--- TASK MATERIAL Enclosed Below ---

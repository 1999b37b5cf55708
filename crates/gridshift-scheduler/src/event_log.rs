//! Bounded scheduler event log.

use std::collections::VecDeque;

use chrono::{DateTime, Utc};
use serde::{Deserialize, Serialize};

#[derive(Debug, Clone, PartialEq, Eq, Serialize, Deserialize)]
pub struct LogEntry {
    pub timestamp: DateTime<Utc>,
    pub message: String,
}

/// Append-only ring buffer; the oldest entry is evicted once full.
#[derive(Debug, Clone)]
pub struct EventLog {
    entries: VecDeque<LogEntry>,
    capacity: usize,
}

impl EventLog {
    /// A capacity of zero is treated as one.
    pub fn new(capacity: usize) -> Self {
        let capacity = capacity.max(1);
        Self {
            entries: VecDeque::with_capacity(capacity),
            capacity,
        }
    }

    pub fn push(&mut self, timestamp: DateTime<Utc>, message: impl Into<String>) {
        if self.entries.len() == self.capacity {
            self.entries.pop_front();
        }
        self.entries.push_back(LogEntry {
            timestamp,
            message: message.into(),
        });
    }

    /// The most recent `n` entries, oldest first.
    pub fn tail(&self, n: usize) -> Vec<LogEntry> {
        let skip = self.entries.len().saturating_sub(n);
        self.entries.iter().skip(skip).cloned().collect()
    }

    pub fn len(&self) -> usize {
        self.entries.len()
    }

    pub fn is_empty(&self) -> bool {
        self.entries.is_empty()
    }

    pub fn capacity(&self) -> usize {
        self.capacity
    }
}

#[cfg(test)]
mod tests {
    use super::*;
    use chrono::TimeZone;

    fn ts(minute: u32) -> DateTime<Utc> {
        Utc.with_ymd_and_hms(2025, 11, 24, 12, minute, 0).unwrap()
    }

    #[test]
    fn evicts_oldest_when_full() {
        let mut log = EventLog::new(3);
        for i in 0..5 {
            log.push(ts(i), format!("event {i}"));
        }
        assert_eq!(log.len(), 3);
        let messages: Vec<_> = log.tail(10).into_iter().map(|e| e.message).collect();
        assert_eq!(messages, vec!["event 2", "event 3", "event 4"]);
    }

    #[test]
    fn tail_returns_newest_in_order() {
        let mut log = EventLog::new(10);
        log.push(ts(0), "a");
        log.push(ts(1), "b");
        log.push(ts(2), "c");

        let tail = log.tail(2);
        assert_eq!(tail.len(), 2);
        assert_eq!(tail[0].message, "b");
        assert_eq!(tail[1].message, "c");
        assert!(log.tail(0).is_empty());
    }

    #[test]
    fn zero_capacity_keeps_one() {
        let mut log = EventLog::new(0);
        assert!(log.is_empty());
        log.push(ts(0), "a");
        log.push(ts(1), "b");
        assert_eq!(log.capacity(), 1);
        assert_eq!(log.tail(5)[0].message, "b");
    }
}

--- End of Enclosed TASK MATERIAL ---

▶ _WHAT IS BEING ASKED_
One inclusive range is required: first line of the data through the line containing "assert_eq!(log.len(), 3);". Set it down exactly and output nothing else.

▶ _SOLVED PROBLEM_
repository 1999b37b5cf55708
filename crates/gridshift-scheduler/src/event_log.rs
//! Bounded scheduler event log.

use std::collections::VecDeque;

use chrono::{DateTime, Utc};
use serde::{Deserialize, Serialize};

#[derive(Debug, Clone, PartialEq, Eq, Serialize, Deserialize)]
pub struct LogEntry {
    pub timestamp: DateTime<Utc>,
    pub message: String,
}

/// Append-only ring buffer; the oldest entry is evicted once full.
#[derive(Debug, Clone)]
pub struct EventLog {
    entries: VecDeque<LogEntry>,
    capacity: usize,
}

impl EventLog {
    /// A capacity of zero is treated as one.
    pub fn new(capacity: usize) -> Self {
        let capacity = capacity.max(1);
        Self {
            entries: VecDeque::with_capacity(capacity),
            capacity,
        }
    }

    pub fn push(&mut self, timestamp: DateTime<Utc>, message: impl Into<String>) {
        if self.entries.len() == self.capacity {
            self.entries.pop_front();
        }
        self.entries.push_back(LogEntry {
            timestamp,
            message: message.into(),
        });
    }

    /// The most recent `n` entries, oldest first.
    pub fn tail(&self, n: usize) -> Vec<LogEntry> {
        let skip = self.entries.len().saturating_sub(n);
        self.entries.iter().skip(skip).cloned().collect()
    }

    pub fn len(&self) -> usize {
        self.entries.len()
    }

    pub fn is_empty(&self) -> bool {
        self.entries.is_empty()
    }

    pub fn capacity(&self) -> usize {
        self.capacity
    }
}

#[cfg(test)]
mod tests {
    use super::*;
    use chrono::TimeZone;

    fn ts(minute: u32) -> DateTime<Utc> {
        Utc.with_ymd_and_hms(2025, 11, 24, 12, minute, 0).unwrap()
    }

    #[test]
    fn evicts_oldest_when_full() {
        let mut log = EventLog::new(3);
        for i in 0..5 {
            log.push(ts(i), format!("event {i}"));
        }
        assert_eq!(log.len(), 3);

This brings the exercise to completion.